**Extracted records**
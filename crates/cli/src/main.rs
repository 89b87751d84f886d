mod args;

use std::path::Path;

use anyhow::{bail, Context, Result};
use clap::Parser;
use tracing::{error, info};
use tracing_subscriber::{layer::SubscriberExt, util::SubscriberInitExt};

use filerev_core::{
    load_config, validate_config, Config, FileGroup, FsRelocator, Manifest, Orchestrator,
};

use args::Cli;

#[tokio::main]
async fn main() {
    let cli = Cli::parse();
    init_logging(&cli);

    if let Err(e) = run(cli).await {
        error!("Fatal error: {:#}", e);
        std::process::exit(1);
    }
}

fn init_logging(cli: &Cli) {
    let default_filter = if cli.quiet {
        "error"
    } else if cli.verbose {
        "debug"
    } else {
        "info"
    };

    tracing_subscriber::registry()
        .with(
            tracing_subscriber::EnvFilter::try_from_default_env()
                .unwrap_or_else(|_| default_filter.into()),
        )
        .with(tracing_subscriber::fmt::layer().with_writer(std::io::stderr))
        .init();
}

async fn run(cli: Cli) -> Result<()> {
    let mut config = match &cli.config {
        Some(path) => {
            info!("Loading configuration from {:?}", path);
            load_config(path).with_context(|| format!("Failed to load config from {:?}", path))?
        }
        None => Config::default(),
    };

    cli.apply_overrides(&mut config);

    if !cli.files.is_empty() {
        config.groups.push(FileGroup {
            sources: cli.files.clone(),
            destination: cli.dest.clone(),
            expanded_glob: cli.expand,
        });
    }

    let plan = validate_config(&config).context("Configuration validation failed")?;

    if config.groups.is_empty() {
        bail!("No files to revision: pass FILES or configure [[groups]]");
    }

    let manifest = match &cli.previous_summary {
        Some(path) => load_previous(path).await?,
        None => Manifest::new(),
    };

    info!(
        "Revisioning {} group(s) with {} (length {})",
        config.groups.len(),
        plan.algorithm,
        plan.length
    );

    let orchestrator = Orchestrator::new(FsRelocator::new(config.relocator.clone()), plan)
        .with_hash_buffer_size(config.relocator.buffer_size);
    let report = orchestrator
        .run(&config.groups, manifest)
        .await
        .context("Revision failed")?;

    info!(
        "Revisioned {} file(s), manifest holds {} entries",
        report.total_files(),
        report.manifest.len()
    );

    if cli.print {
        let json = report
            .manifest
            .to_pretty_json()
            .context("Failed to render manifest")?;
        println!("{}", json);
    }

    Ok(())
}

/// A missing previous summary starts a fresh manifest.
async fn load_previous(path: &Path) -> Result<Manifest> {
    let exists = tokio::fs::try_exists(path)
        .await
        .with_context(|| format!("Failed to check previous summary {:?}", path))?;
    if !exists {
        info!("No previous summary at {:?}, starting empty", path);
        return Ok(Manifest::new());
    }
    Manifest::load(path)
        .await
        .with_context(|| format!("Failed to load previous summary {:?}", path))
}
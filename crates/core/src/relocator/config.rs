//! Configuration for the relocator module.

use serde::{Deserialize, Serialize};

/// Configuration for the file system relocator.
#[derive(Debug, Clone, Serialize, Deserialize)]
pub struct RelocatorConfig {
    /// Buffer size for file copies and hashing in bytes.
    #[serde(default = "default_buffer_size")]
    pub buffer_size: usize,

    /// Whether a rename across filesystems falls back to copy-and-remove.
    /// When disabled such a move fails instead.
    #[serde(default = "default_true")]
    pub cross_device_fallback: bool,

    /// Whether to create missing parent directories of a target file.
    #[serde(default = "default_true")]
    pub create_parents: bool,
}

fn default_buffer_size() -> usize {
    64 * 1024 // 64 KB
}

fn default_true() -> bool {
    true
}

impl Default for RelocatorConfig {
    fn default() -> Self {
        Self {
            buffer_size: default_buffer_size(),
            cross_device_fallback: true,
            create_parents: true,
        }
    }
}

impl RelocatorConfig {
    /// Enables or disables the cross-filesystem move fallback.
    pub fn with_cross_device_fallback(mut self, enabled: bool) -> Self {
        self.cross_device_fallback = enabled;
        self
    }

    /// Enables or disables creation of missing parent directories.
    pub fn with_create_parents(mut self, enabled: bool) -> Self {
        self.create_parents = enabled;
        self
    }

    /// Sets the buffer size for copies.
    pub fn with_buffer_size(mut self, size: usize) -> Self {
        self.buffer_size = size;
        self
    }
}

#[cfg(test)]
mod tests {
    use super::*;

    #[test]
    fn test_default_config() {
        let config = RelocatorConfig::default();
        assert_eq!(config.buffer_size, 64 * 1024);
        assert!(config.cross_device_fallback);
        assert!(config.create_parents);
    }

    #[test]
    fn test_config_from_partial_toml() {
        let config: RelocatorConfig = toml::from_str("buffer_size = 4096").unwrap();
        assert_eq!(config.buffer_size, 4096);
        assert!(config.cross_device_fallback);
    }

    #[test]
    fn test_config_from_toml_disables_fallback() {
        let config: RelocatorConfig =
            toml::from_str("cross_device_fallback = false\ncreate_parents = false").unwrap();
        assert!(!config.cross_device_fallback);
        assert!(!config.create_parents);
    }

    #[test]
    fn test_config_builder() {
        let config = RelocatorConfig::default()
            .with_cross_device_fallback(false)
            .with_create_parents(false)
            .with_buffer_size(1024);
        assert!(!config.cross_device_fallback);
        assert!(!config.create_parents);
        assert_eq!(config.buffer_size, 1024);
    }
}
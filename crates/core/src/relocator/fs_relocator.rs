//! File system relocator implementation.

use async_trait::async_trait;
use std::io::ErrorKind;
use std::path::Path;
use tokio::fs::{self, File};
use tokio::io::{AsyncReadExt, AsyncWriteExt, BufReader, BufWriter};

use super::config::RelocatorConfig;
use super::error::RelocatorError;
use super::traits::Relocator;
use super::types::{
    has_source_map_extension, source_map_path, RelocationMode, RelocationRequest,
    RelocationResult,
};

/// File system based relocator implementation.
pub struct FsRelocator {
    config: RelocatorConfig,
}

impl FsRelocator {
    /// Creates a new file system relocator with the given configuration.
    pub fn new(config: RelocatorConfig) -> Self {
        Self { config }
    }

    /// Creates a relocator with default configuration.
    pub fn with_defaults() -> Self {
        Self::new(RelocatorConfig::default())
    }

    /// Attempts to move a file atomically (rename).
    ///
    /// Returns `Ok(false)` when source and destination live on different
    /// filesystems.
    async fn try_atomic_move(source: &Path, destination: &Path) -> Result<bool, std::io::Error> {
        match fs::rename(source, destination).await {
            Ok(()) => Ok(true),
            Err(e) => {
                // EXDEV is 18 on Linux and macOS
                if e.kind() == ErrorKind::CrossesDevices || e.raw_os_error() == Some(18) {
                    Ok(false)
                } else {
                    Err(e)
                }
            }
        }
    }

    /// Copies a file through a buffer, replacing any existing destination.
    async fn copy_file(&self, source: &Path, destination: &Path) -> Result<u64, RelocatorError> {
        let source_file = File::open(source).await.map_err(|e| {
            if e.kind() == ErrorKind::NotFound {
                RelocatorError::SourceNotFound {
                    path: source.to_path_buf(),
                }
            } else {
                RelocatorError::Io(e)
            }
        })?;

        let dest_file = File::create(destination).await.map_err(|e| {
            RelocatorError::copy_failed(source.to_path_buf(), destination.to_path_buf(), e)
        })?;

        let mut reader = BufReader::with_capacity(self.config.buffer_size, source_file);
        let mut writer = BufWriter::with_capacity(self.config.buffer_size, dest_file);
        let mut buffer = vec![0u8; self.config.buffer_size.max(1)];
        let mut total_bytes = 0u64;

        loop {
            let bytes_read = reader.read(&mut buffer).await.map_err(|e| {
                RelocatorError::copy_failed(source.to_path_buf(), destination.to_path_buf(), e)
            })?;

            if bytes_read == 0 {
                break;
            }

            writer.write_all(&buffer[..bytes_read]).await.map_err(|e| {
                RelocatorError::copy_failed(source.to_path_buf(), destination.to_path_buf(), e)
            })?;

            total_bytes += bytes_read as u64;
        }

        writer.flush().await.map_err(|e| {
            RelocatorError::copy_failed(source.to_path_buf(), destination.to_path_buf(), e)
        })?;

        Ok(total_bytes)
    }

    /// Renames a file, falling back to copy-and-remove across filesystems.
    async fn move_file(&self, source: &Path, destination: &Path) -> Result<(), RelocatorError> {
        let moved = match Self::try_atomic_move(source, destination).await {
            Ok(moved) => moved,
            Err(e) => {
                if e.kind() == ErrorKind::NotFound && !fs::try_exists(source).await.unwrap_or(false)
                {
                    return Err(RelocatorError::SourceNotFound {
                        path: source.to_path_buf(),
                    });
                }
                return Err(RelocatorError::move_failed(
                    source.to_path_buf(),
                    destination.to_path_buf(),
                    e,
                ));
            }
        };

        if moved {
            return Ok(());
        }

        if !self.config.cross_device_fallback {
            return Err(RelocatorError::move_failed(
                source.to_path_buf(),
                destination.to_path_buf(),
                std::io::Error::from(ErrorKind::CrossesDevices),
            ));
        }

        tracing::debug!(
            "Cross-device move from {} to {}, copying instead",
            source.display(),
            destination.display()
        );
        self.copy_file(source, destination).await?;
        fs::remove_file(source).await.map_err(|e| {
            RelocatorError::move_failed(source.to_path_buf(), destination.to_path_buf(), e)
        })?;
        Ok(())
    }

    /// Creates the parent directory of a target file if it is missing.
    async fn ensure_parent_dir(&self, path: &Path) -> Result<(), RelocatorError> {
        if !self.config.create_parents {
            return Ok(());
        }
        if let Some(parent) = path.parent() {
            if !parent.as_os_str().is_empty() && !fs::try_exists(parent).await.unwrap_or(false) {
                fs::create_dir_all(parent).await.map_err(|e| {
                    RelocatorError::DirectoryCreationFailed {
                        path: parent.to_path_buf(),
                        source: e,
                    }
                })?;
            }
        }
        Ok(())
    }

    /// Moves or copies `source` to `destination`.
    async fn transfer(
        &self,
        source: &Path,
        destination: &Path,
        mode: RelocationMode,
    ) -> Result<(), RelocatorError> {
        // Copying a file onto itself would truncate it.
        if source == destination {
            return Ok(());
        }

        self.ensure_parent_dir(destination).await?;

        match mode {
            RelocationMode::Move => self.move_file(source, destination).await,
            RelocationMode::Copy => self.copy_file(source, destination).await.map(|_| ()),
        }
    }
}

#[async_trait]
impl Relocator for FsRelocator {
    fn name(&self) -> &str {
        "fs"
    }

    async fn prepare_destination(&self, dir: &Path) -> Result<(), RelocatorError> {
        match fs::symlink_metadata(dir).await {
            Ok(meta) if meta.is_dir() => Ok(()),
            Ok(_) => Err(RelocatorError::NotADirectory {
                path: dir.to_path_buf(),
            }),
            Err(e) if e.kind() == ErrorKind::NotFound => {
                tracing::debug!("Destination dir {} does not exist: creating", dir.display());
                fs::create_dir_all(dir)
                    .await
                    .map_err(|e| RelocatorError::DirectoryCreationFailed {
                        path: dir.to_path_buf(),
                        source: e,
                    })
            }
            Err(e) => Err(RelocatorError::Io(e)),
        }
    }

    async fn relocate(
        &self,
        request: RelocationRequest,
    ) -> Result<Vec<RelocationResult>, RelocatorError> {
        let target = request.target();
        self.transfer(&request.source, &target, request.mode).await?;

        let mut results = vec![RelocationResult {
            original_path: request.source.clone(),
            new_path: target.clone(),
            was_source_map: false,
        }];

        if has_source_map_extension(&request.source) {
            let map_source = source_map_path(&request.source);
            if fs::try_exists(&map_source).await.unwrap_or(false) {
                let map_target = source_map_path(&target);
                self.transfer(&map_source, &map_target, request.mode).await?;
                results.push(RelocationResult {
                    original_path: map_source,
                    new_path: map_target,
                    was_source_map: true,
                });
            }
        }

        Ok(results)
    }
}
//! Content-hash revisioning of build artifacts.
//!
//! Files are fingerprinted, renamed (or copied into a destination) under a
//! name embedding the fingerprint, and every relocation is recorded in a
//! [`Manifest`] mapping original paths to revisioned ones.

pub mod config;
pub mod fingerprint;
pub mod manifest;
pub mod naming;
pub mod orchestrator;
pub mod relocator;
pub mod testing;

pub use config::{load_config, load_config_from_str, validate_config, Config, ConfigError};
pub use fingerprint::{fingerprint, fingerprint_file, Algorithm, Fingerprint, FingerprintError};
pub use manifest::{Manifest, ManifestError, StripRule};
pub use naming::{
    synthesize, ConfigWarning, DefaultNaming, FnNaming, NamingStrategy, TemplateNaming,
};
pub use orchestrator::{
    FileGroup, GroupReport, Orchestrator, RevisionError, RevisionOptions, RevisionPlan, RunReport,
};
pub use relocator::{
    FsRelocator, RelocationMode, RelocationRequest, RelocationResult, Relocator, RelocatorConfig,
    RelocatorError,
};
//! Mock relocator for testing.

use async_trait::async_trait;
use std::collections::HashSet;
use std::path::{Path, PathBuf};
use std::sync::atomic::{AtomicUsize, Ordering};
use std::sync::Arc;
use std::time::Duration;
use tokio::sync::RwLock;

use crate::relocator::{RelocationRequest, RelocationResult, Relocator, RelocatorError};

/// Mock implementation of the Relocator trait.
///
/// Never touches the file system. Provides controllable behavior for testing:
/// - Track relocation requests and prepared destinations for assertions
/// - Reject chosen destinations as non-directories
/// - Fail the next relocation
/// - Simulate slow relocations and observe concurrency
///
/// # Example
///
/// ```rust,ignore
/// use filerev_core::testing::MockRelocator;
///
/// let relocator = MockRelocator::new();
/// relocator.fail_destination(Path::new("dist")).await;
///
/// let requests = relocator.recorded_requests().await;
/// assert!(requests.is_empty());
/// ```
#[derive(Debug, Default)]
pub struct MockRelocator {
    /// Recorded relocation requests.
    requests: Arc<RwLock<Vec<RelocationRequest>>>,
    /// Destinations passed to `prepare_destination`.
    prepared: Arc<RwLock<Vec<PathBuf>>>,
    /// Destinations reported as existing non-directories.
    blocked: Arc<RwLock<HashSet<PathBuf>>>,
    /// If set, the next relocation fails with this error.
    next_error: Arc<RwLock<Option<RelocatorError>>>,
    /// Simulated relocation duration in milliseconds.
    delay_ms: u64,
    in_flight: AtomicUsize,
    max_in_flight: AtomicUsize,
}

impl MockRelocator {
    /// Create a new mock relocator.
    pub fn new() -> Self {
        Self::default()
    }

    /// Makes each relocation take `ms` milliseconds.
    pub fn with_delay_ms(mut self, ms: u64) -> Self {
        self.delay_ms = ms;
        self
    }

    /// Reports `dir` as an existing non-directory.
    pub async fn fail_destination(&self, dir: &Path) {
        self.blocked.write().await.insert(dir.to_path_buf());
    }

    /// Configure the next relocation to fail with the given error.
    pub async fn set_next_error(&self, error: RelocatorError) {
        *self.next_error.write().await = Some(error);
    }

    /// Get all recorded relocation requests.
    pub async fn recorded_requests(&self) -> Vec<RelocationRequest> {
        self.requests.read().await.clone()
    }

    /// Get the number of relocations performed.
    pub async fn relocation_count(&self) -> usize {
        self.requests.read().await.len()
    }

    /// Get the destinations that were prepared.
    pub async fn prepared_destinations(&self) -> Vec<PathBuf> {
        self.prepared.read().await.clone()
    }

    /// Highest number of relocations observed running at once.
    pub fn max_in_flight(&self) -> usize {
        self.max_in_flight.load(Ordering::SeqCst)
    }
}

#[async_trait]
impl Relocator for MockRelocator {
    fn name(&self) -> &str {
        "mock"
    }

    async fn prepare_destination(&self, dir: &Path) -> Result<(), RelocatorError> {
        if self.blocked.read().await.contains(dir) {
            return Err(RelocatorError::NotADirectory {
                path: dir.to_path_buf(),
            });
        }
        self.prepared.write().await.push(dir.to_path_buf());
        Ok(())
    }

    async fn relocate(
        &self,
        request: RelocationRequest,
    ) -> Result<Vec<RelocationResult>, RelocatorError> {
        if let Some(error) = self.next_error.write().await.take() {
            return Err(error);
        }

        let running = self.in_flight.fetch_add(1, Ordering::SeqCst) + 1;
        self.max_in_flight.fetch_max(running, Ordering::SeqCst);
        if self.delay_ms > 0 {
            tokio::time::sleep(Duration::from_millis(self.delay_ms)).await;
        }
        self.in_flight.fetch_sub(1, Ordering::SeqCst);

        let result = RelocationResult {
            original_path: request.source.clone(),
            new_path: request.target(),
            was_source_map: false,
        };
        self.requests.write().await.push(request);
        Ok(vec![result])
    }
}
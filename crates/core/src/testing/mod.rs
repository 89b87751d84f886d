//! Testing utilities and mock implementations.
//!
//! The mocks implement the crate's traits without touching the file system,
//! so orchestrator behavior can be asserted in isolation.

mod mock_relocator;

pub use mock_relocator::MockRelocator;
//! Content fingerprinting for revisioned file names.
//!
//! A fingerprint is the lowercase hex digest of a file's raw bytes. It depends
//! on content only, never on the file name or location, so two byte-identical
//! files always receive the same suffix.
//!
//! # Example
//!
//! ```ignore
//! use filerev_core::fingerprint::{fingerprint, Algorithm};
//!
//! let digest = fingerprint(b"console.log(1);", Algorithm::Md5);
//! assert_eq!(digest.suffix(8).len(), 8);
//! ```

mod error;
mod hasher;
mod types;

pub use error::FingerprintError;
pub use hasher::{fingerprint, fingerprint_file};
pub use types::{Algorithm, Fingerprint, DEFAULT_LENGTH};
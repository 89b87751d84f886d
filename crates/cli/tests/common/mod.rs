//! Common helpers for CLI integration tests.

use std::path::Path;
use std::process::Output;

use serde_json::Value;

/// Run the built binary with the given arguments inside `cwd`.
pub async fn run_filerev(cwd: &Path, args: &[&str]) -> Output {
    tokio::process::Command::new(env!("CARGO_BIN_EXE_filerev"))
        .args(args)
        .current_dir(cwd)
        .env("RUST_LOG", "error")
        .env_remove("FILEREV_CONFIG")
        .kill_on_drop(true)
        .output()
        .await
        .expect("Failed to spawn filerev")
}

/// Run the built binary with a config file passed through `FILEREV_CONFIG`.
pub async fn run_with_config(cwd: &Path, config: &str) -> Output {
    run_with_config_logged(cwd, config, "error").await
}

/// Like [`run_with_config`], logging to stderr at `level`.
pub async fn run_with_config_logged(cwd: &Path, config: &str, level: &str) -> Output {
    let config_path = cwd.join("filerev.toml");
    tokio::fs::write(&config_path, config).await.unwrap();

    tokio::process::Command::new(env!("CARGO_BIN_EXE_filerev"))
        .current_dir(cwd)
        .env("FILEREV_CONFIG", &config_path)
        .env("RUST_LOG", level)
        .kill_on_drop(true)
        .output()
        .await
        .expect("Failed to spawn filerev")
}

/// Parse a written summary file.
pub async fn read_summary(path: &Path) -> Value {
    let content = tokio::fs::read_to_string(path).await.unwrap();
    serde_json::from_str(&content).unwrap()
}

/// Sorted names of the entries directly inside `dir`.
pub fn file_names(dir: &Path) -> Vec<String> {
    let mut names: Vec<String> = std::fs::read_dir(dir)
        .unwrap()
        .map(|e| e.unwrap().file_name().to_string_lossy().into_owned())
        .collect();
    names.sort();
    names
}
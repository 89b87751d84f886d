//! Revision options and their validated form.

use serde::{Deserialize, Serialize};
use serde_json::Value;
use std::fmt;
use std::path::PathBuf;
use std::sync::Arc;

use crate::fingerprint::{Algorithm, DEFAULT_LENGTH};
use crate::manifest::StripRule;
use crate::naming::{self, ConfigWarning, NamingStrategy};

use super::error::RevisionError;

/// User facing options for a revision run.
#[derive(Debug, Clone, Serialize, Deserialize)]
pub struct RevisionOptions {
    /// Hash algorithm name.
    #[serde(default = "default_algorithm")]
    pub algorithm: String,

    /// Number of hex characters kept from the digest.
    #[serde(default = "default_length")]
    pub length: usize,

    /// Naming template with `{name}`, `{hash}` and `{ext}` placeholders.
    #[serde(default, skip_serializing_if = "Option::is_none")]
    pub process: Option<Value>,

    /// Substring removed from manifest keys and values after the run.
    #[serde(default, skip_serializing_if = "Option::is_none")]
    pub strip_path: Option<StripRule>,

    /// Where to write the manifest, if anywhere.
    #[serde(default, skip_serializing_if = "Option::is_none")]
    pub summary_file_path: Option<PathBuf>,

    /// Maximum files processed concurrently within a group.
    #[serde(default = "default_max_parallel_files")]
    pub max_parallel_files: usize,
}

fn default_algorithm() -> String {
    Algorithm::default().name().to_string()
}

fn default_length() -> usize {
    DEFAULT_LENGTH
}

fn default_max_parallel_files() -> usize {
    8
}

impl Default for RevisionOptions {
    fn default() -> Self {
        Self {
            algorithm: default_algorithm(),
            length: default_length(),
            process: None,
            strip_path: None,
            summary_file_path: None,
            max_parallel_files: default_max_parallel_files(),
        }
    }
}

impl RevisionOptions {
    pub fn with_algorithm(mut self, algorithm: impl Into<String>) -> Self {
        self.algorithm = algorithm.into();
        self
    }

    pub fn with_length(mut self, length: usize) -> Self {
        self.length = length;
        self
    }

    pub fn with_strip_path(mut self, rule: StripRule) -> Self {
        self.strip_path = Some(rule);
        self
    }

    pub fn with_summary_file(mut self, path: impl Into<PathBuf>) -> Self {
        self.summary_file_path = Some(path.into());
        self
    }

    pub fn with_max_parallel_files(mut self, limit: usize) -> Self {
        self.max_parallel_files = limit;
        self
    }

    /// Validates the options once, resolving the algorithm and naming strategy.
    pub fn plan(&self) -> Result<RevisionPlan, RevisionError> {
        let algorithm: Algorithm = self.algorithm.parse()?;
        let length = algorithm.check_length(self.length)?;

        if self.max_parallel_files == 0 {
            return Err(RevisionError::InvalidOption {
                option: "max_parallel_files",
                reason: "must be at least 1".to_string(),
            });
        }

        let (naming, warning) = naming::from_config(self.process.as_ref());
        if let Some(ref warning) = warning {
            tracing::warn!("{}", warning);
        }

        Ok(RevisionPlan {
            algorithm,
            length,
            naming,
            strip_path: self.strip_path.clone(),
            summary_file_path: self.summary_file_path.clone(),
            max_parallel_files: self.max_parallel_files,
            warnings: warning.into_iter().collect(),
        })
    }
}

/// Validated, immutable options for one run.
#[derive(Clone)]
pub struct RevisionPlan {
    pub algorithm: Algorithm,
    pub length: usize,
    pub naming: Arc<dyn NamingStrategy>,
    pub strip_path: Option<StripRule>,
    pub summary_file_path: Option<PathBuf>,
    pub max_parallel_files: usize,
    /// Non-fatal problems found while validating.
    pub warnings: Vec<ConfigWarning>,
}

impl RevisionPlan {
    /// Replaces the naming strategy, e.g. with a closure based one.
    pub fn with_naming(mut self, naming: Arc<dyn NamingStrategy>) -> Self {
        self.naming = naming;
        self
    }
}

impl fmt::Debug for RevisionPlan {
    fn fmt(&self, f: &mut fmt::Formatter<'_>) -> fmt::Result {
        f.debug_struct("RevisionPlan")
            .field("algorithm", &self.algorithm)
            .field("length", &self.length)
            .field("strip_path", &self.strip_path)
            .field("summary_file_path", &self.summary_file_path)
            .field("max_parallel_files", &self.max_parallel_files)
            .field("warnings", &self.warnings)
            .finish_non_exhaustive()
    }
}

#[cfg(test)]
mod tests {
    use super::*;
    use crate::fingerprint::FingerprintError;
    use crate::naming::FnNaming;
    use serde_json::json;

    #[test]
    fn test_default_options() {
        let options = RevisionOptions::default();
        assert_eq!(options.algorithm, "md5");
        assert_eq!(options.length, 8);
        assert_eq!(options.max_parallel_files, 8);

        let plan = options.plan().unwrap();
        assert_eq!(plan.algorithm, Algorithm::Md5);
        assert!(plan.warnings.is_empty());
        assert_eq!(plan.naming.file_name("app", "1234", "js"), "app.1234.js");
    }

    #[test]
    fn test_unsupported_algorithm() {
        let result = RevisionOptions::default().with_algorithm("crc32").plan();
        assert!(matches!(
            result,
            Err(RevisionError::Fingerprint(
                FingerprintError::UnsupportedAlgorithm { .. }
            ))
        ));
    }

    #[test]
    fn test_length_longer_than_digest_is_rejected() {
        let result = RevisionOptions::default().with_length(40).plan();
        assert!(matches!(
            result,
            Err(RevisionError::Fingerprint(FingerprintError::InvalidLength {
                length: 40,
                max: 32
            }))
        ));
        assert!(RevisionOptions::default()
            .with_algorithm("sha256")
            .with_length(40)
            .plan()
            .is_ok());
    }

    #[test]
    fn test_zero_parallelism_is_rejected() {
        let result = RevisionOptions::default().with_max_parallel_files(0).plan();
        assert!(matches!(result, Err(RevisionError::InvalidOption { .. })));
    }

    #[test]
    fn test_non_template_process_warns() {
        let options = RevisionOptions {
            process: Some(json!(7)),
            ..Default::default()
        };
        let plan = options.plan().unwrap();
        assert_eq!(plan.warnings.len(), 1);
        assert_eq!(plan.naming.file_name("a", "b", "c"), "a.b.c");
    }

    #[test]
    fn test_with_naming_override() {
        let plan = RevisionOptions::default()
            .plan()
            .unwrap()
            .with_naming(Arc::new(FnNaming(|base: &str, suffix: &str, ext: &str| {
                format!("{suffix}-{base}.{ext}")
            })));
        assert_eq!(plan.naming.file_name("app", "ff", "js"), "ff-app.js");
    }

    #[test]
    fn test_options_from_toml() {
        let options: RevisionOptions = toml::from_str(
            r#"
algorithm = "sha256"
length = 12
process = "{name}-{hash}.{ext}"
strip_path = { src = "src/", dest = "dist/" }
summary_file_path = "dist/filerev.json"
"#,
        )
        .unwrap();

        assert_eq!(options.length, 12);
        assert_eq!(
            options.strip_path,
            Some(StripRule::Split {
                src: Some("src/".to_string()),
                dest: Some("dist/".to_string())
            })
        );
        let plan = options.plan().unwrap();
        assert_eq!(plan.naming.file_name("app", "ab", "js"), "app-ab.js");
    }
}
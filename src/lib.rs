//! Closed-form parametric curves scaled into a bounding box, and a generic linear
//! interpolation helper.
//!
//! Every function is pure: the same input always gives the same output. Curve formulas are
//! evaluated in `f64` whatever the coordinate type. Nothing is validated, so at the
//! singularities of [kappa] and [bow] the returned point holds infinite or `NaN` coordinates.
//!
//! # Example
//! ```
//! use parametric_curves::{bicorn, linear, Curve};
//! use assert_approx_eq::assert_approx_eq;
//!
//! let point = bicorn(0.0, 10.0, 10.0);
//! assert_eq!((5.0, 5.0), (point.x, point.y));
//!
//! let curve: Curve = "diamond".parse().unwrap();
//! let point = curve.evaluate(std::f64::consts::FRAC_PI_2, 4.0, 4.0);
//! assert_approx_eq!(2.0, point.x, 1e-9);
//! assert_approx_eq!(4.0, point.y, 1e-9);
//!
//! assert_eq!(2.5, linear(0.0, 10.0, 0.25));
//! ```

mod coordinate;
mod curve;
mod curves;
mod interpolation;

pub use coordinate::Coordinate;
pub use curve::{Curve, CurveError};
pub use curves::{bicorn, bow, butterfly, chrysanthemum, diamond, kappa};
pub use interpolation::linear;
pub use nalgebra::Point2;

**What to work on**
Look through the listing above and copy each line where the string "crates" occurs.

**Answer section**
filename crates/cli/src/main.rs
filename crates/core/src/relocator/config.rs
filename crates/core/src/relocator/fs_relocator.rs
filename crates/core/src/testing/mod.rs
filename crates/cli/tests/common/mod.rs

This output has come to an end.